Vu de l’extérieur, un derby oppose souvent des gens qui se ressemblent. Sérieusement: à part eux-mêmes, qui différencie un Rennais d’un Nantais? Un Lillois d’un Lensois, un Bastiais d’un Ajaccien? Il parait que le Stéphanois et le Lyonnais sont distingués par le fait qu’il y en a un qui pense que l’autre est en banlieue.
Le derby milanais.
Psychologie du derby
Pourquoi diable est-ce ceux qui se ressemblent le plus qui se détestent le plus? Sans doute certains derbies sont-ils envenimés par une rivalité historique, politique, religieuse ou économique, mais qui s’en souvient précisément? Et ces choses-là ne s’envolent-elles pas, tandis que le derby reste? Soyons honnêtes: on ne demande rien de plus qu’une proximité géographique pour parler de derby. Il suffit d’être côté à côte pour jouer à qui pisse le plus loin. La seule répétition des matches peut générer une "tradition".

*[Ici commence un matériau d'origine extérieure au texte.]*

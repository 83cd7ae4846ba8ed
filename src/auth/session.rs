use std::collections::HashMap;
use std::sync::{Arc, PoisonError, RwLock};
use std::time::Duration;

use chrono::{DateTime, Utc};
use rand::{distributions::Alphanumeric, thread_rng, Rng};

use super::csrf::generate_csrf_token;
use crate::constants::SESSION_COOKIE;
use crate::wordpress::WpUser;

/// Generate a cryptographically secure random session token.
pub fn generate_session_token() -> String {
    thread_rng()
        .sample_iter(&Alphanumeric)
        .take(64)
        .map(char::from)
        .collect()
}

/// The CMS account behind a session.
#[derive(Debug, Clone, PartialEq, Eq)]
pub struct SessionUser {
    pub id: u64,
    pub name: String,
    pub slug: String,
    pub roles: Vec<String>,
}

impl SessionUser {
    #[must_use]
    pub fn has_role(&self, role: &str) -> bool {
        self.roles.iter().any(|r| r == role)
    }
}

impl From<WpUser> for SessionUser {
    fn from(user: WpUser) -> Self {
        let roles = if user.roles.is_empty() {
            vec!["subscriber".to_string()]
        } else {
            user.roles
        };
        let name = if user.name.is_empty() {
            user.slug.clone()
        } else {
            user.name
        };
        Self {
            id: user.id,
            name,
            slug: user.slug,
            roles,
        }
    }
}

#[derive(Debug, Clone)]
pub struct Session {
    pub user: SessionUser,
    /// Bearer token for authoring requests on the user's behalf.
    pub cms_token: String,
    pub csrf_token: String,
    pub expires_at: DateTime<Utc>,
}

impl Session {
    #[must_use]
    pub fn is_expired(&self, now: DateTime<Utc>) -> bool {
        self.expires_at <= now
    }
}

/// In-memory session store keyed by session token. Cheap to clone.
#[derive(Debug, Clone)]
pub struct SessionStore {
    sessions: Arc<RwLock<HashMap<String, Session>>>,
    ttl: Duration,
}

impl SessionStore {
    #[must_use]
    pub fn new(ttl: Duration) -> Self {
        Self {
            sessions: Arc::new(RwLock::new(HashMap::new())),
            ttl,
        }
    }

    #[must_use]
    pub fn ttl(&self) -> Duration {
        self.ttl
    }

    /// Start a session and return its token.
    pub fn create(&self, user: SessionUser, cms_token: String) -> String {
        let token = generate_session_token();
        let ttl = chrono::Duration::from_std(self.ttl).unwrap_or(chrono::Duration::days(1));
        let session = Session {
            user,
            cms_token,
            csrf_token: generate_csrf_token(),
            expires_at: Utc::now() + ttl,
        };

        self.sessions
            .write()
            .unwrap_or_else(PoisonError::into_inner)
            .insert(token.clone(), session);
        token
    }

    /// Look up a live session. An expired one is removed.
    #[must_use]
    pub fn get(&self, token: &str) -> Option<Session> {
        let session = self
            .sessions
            .read()
            .unwrap_or_else(PoisonError::into_inner)
            .get(token)
            .cloned()?;

        if session.is_expired(Utc::now()) {
            self.remove(token);
            return None;
        }
        Some(session)
    }

    pub fn remove(&self, token: &str) -> bool {
        self.sessions
            .write()
            .unwrap_or_else(PoisonError::into_inner)
            .remove(token)
            .is_some()
    }

    /// Drop every expired session, returning how many were removed.
    pub fn purge_expired(&self) -> usize {
        let now = Utc::now();
        let mut sessions = self.sessions.write().unwrap_or_else(PoisonError::into_inner);
        let before = sessions.len();
        sessions.retain(|_, s| !s.is_expired(now));
        before - sessions.len()
    }

    #[must_use]
    pub fn len(&self) -> usize {
        self.sessions.read().unwrap_or_else(PoisonError::into_inner).len()
    }

    #[must_use]
    pub fn is_empty(&self) -> bool {
        self.len() == 0
    }
}

/// `Set-Cookie` value starting a session.
#[must_use]
pub fn session_cookie(token: &str, ttl: Duration, secure: bool) -> String {
    let mut cookie = format!(
        "{SESSION_COOKIE}={token}; Path=/; HttpOnly; SameSite=Lax; Max-Age={}",
        ttl.as_secs()
    );
    if secure {
        cookie.push_str("; Secure");
    }
    cookie
}

/// `Set-Cookie` value ending a session.
#[must_use]
pub fn clear_session_cookie(secure: bool) -> String {
    let mut cookie = format!("{SESSION_COOKIE}=; Path=/; HttpOnly; SameSite=Lax; Max-Age=0");
    if secure {
        cookie.push_str("; Secure");
    }
    cookie
}

#[cfg(test)]
mod tests {
    use super::*;

    fn author() -> SessionUser {
        SessionUser {
            id: 5,
            name: "Sarah Mitchell".to_string(),
            slug: "sarah".to_string(),
            roles: vec!["author".to_string()],
        }
    }

    #[test]
    fn test_generate_session_token() {
        let token1 = generate_session_token();
        let token2 = generate_session_token();

        assert_eq!(token1.len(), 64);
        assert_eq!(token2.len(), 64);
        assert_ne!(token1, token2); // Should be unique
        assert!(token1.chars().all(|c| c.is_alphanumeric()));
    }

    #[test]
    fn test_create_get_remove() {
        let store = SessionStore::new(Duration::from_secs(60));
        let token = store.create(author(), "jwt".to_string());

        let session = store.get(&token).unwrap();
        assert_eq!(session.user.id, 5);
        assert_eq!(session.cms_token, "jwt");
        assert_eq!(session.csrf_token.len(), 32);

        assert!(store.remove(&token));
        assert!(store.get(&token).is_none());
        assert!(!store.remove(&token));
    }

    #[test]
    fn test_expired_session_is_dropped_on_access() {
        let store = SessionStore::new(Duration::ZERO);
        let token = store.create(author(), "jwt".to_string());

        assert!(store.get(&token).is_none());
        assert!(store.is_empty());
    }

    #[test]
    fn test_purge_expired() {
        let expired = SessionStore::new(Duration::ZERO);
        expired.create(author(), "a".to_string());
        expired.create(author(), "b".to_string());
        assert_eq!(expired.purge_expired(), 2);

        let live = SessionStore::new(Duration::from_secs(60));
        live.create(author(), "c".to_string());
        assert_eq!(live.purge_expired(), 0);
        assert_eq!(live.len(), 1);
    }

    #[test]
    fn test_user_without_roles_is_subscriber() {
        let user = SessionUser::from(WpUser {
            id: 9,
            name: String::new(),
            slug: "reader".to_string(),
            email: String::new(),
            roles: vec![],
        });
        assert_eq!(user.roles, vec!["subscriber".to_string()]);
        assert_eq!(user.name, "reader");
        assert!(!user.has_role("author"));
    }

    #[test]
    fn test_cookies() {
        let cookie = session_cookie("abc", Duration::from_secs(60), false);
        assert_eq!(cookie, "session=abc; Path=/; HttpOnly; SameSite=Lax; Max-Age=60");
        assert!(session_cookie("abc", Duration::from_secs(60), true).ends_with("; Secure"));
        assert!(clear_session_cookie(false).contains("Max-Age=0"));
    }
}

Freud a son mot à dire là-dessus (enfin, indirectement). Il parle dans Le malaise dans la culture du "narcissime des petites différences": si on est très volontiers agressif avec nos compagnons territoriaux alors que nous n’avons que de petites différences, c’est d’abord parce qu’ils donnent l’occasion d’assumer et d’extérioriser des pulsions agressives. En principe on doit contenir ces pulsions, mais de temps en temps il faut les lâcher et ceux qui sont là tout près tombent bien.
Ceux qui sont proches présentent ensuite un profil propice à être détesté, précisément parce qu’en étant proches de nous, ils nous ressemblent manifestement (accents, valeurs, etc.): quand on commence (en tant qu’individu ou en tant que groupe) à être confondu avec d’autres, on est moins identifié et donc on n’est pas content. Les rivalités sont d’autant plus importantes que les différences sont minces, parce que la difficulté de l’affirmation de soi, de la démarcation, est accrue.
Logique du derby
Pour expliquer les rivalités inhérentes aux derbies, on propose que soit admis:
1. Que plus on nous ressemble, plus on fait de l’ombre à notre singularité et notre valeur .
2. Que c’est insupportable.
3. Que tous les prétextes politiques sont bons pour consolider, radicaliser et camoufler sous un vernis rationnel la pulsion agressive qui en découle.
L’hypothèse est donc que les motifs de rivalités n’arrivent toujours qu’après l’inaugural rejet spontané et narcissique du semblable. La passion de la rivalité a besoin de se justifier. C’est le groupe juste en face du nôtre qui devra devenir le plus éloigné de nos valeurs. Plus il sera ressemblant, plus il faudra affirmer sa spécificité, sa différence. "Presque rien, c’est presque tout, c’est la distinction", avait déjà remarqué Baudelaire [1], qui ne connaissait pourtant rien au foot.
Évidemment, on voit d’autant mieux les différences qu’on est tout près, qu’on est concerné, et ceux qui pensent que les rivaux sont apparemment les mêmes n’ont absolument rien compris et ne voient rien. C’est pour se regarder dans la glace comme quelqu’un de spécial, d’intègre et d’authentique qu’il est absolument interdit de perdre contre le voisin, contre ces enfoirés de [inscrire ici la condition socio-culturelle concernée].
[1] Le peintre de la vie moderne, XII.